◆ **WHAT YOU HAVE TO DO**: State, as a number alone, how many lines of the data contain the string "HostFence".

-- RECORDED DATA follows --

//! Software device that executes submissions on a worker thread.
//!
//! [`HeadlessDevice`] stands in for a GPU queue: `submit` hands the job to a
//! worker over a channel, the worker sleeps for the configured latency to
//! simulate execution, then signals the fence. Jobs run strictly in
//! submission order, so fence values complete in order.
//!
//! Command buffers are [`RecordingCommandBuffer`]s and heaps are
//! [`HostDescriptorHeap`]s with non-overlapping synthetic address ranges.
//!
//! # Example
//!
//! ```
//! use std::time::Duration;
//! use kiln_rhi::command::CommandRecorder;
//! use kiln_rhi::device::{DeviceFence, GraphicsDevice};
//! use kiln_rhi::headless::HeadlessDevice;
//!
//! # fn main() -> Result<(), kiln_rhi::RhiError> {
//! let device = HeadlessDevice::new(Duration::from_millis(1))?;
//! let fence = device.create_fence(0)?;
//! let mut cmd = device.create_command_buffer()?;
//! cmd.begin()?;
//! cmd.end()?;
//!
//! device.submit(&cmd, &fence, 1)?;
//! fence.wait_for_value(1)?;
//! # Ok(())
//! # }
//! ```

use std::sync::Arc;
use std::sync::atomic::{AtomicU64, Ordering};
use std::thread::{self, JoinHandle};
use std::time::Duration;

use kiln_core::config::HeadlessConfig;
use tracing::{debug, info, trace, warn};

use crate::command::{RecordingCommandBuffer, RecordingState};
use crate::descriptor::{DescriptorHeapDesc, HostDescriptorHeap};
use crate::device::{FenceValue, GraphicsDevice};
use crate::error::{RhiError, RhiResult};
use crate::sync::HostFence;

/// Size of one resource-view entry in headless heaps.
pub const HEADLESS_DESCRIPTOR_SIZE: u64 = 32;

const CPU_HEAP_BASE: u64 = 0x0001_0000;
const GPU_HEAP_BASE: u64 = 0x8000_0000_0000;

struct Job {
    fence: Arc<HostFence>,
    value: FenceValue,
    /// `None` for a bare signal.
    command_count: Option<usize>,
}

/// Software graphics device.
pub struct HeadlessDevice {
    name: String,
    latency: Duration,
    jobs: Option<flume::Sender<Job>>,
    worker: Option<JoinHandle<()>>,
    next_heap_offset: AtomicU64,
    submitted: AtomicU64,
}

impl HeadlessDevice {
    /// Starts a device whose submissions take `latency` to execute.
    ///
    /// # Errors
    ///
    /// Returns [`RhiError::Initialization`] if the worker thread cannot be
    /// spawned.
    pub fn new(latency: Duration) -> RhiResult<Self> {
        let (sender, receiver) = flume::unbounded::<Job>();

        let worker = thread::Builder::new()
            .name("kiln-headless-queue".into())
            .spawn(move || run_queue(receiver, latency))
            .map_err(|e| RhiError::Initialization(format!("headless queue thread: {e}")))?;

        info!("Headless device started (simulated latency {:?})", latency);

        Ok(Self {
            name: "headless".to_string(),
            latency,
            jobs: Some(sender),
            worker: Some(worker),
            next_heap_offset: AtomicU64::new(0),
            submitted: AtomicU64::new(0),
        })
    }

    /// Starts a device from configuration.
    ///
    /// # Errors
    ///
    /// Same as [`new`](Self::new).
    pub fn from_config(config: &HeadlessConfig) -> RhiResult<Self> {
        Self::new(Duration::from_millis(config.gpu_latency_ms))
    }

    /// Simulated execution time per submission.
    #[inline]
    pub fn latency(&self) -> Duration {
        self.latency
    }

    /// Number of command buffers submitted so far.
    #[inline]
    pub fn submitted_count(&self) -> u64 {
        self.submitted.load(Ordering::Relaxed)
    }

    fn enqueue(&self, job: Job) -> RhiResult<()> {
        let sender = self.jobs.as_ref().ok_or(RhiError::DeviceLost)?;
        sender.send(job).map_err(|_| {
            warn!("Headless queue worker is gone");
            RhiError::DeviceLost
        })
    }
}

fn run_queue(receiver: flume::Receiver<Job>, latency: Duration) {
    debug!("Headless queue worker running");

    while let Ok(job) = receiver.recv() {
        if let Some(command_count) = job.command_count {
            if !latency.is_zero() {
                thread::sleep(latency);
            }
            trace!(
                "Executed {} commands, signaling {}",
                command_count, job.value
            );
        }
        job.fence.signal(job.value);
    }

    debug!("Headless queue worker stopped");
}

impl GraphicsDevice for HeadlessDevice {
    type Fence = Arc<HostFence>;
    type CommandBuffer = RecordingCommandBuffer;
    type DescriptorHeap = HostDescriptorHeap;

    fn name(&self) -> &str {
        &self.name
    }

    fn create_fence(&self, initial_value: FenceValue) -> RhiResult<Self::Fence> {
        debug!("Created host fence at {}", initial_value);
        Ok(Arc::new(HostFence::new(initial_value)))
    }

    fn create_command_buffer(&self) -> RhiResult<Self::CommandBuffer> {
        Ok(RecordingCommandBuffer::new())
    }

    fn create_descriptor_heap(&self, desc: &DescriptorHeapDesc) -> RhiResult<Self::DescriptorHeap> {
        desc.validate()?;

        let size = desc.capacity as u64 * HEADLESS_DESCRIPTOR_SIZE;
        let offset = self.next_heap_offset.fetch_add(size, Ordering::Relaxed);
        debug!(
            "Created {} heap: {} entries at offset {:#x}",
            desc.kind, desc.capacity, offset
        );

        Ok(HostDescriptorHeap::new(
            *desc,
            CPU_HEAP_BASE + offset,
            GPU_HEAP_BASE + offset,
            HEADLESS_DESCRIPTOR_SIZE,
        ))
    }

    fn submit(
        &self,
        command_buffer: &Self::CommandBuffer,
        fence: &Self::Fence,
        signal_value: FenceValue,
    ) -> RhiResult<()> {
        if command_buffer.state() != RecordingState::Executable {
            return Err(RhiError::InvalidState(format!(
                "submitted command buffer is {:?}, expected Executable",
                command_buffer.state()
            )));
        }

        self.enqueue(Job {
            fence: fence.clone(),
            value: signal_value,
            command_count: Some(command_buffer.commands().len()),
        })?;
        self.submitted.fetch_add(1, Ordering::Relaxed);
        Ok(())
    }

    fn signal(&self, fence: &Self::Fence, value: FenceValue) -> RhiResult<()> {
        self.enqueue(Job {
            fence: fence.clone(),
            value,
            command_count: None,
        })
    }
}

impl Drop for HeadlessDevice {
    fn drop(&mut self) {
        // Closing the channel lets the worker finish queued jobs and exit.
        self.jobs.take();
        if let Some(worker) = self.worker.take()
            && worker.join().is_err()
        {
            warn!("Headless queue worker panicked");
        }
        info!("Headless device stopped");
    }
}

#[cfg(test)]
mod tests {
    use super::*;
    use crate::command::CommandRecorder;
    use crate::descriptor::{DescriptorHeap, ResourceViewKind};
    use crate::device::DeviceFence;

    fn closed_buffer(device: &HeadlessDevice) -> RecordingCommandBuffer {
        let mut cmd = device.create_command_buffer().unwrap();
        cmd.begin().unwrap();
        cmd.end().unwrap();
        cmd
    }

    #[test]
    fn test_submissions_complete_in_order() {
        let device = HeadlessDevice::new(Duration::from_millis(1)).unwrap();
        let fence = device.create_fence(0).unwrap();
        let cmd = closed_buffer(&device);

        for value in 1..=5 {
            device.submit(&cmd, &fence, value).unwrap();
        }
        fence.wait_for_value(5).unwrap();

        assert_eq!(fence.completed_value().unwrap(), 5);
        assert_eq!(device.submitted_count(), 5);
    }

    #[test]
    fn test_submit_requires_closed_buffer() {
        let device = HeadlessDevice::new(Duration::ZERO).unwrap();
        let fence = device.create_fence(0).unwrap();
        let mut cmd = device.create_command_buffer().unwrap();
        cmd.begin().unwrap();

        assert!(matches!(
            device.submit(&cmd, &fence, 1),
            Err(RhiError::InvalidState(_))
        ));
    }

    #[test]
    fn test_signal_without_work() {
        let device = HeadlessDevice::new(Duration::ZERO).unwrap();
        let fence = device.create_fence(3).unwrap();
        device.signal(&fence, 4).unwrap();
        fence.wait_for_value(4).unwrap();
        assert_eq!(device.submitted_count(), 0);
    }

    #[test]
    fn test_drop_finishes_queued_work() {
        let device = HeadlessDevice::new(Duration::from_millis(2)).unwrap();
        let fence = device.create_fence(0).unwrap();
        let cmd = closed_buffer(&device);
        device.submit(&cmd, &fence, 1).unwrap();
        device.submit(&cmd, &fence, 2).unwrap();

        drop(device);
        assert_eq!(fence.completed_value().unwrap(), 2);
    }

    #[test]
    fn test_heaps_do_not_overlap() {
        let device = HeadlessDevice::new(Duration::ZERO).unwrap();
        let a = device
            .create_descriptor_heap(&DescriptorHeapDesc::new(ResourceViewKind::ShaderResource, 4))
            .unwrap();
        let b = device
            .create_descriptor_heap(&DescriptorHeapDesc::new(ResourceViewKind::Sampler, 4))
            .unwrap();

        let a_end = a.cpu_start().offset(4 * HEADLESS_DESCRIPTOR_SIZE);
        assert!(b.cpu_start() >= a_end);
    }

    #[test]
    fn test_headless_device_is_send_sync() {
        fn assert_send_sync<T: Send + Sync>() {}
        assert_send_sync::<HeadlessDevice>();
    }
}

-- RECORDED DATA concluded --

◆ **RESULT FOR THIS EXERCISE**: 4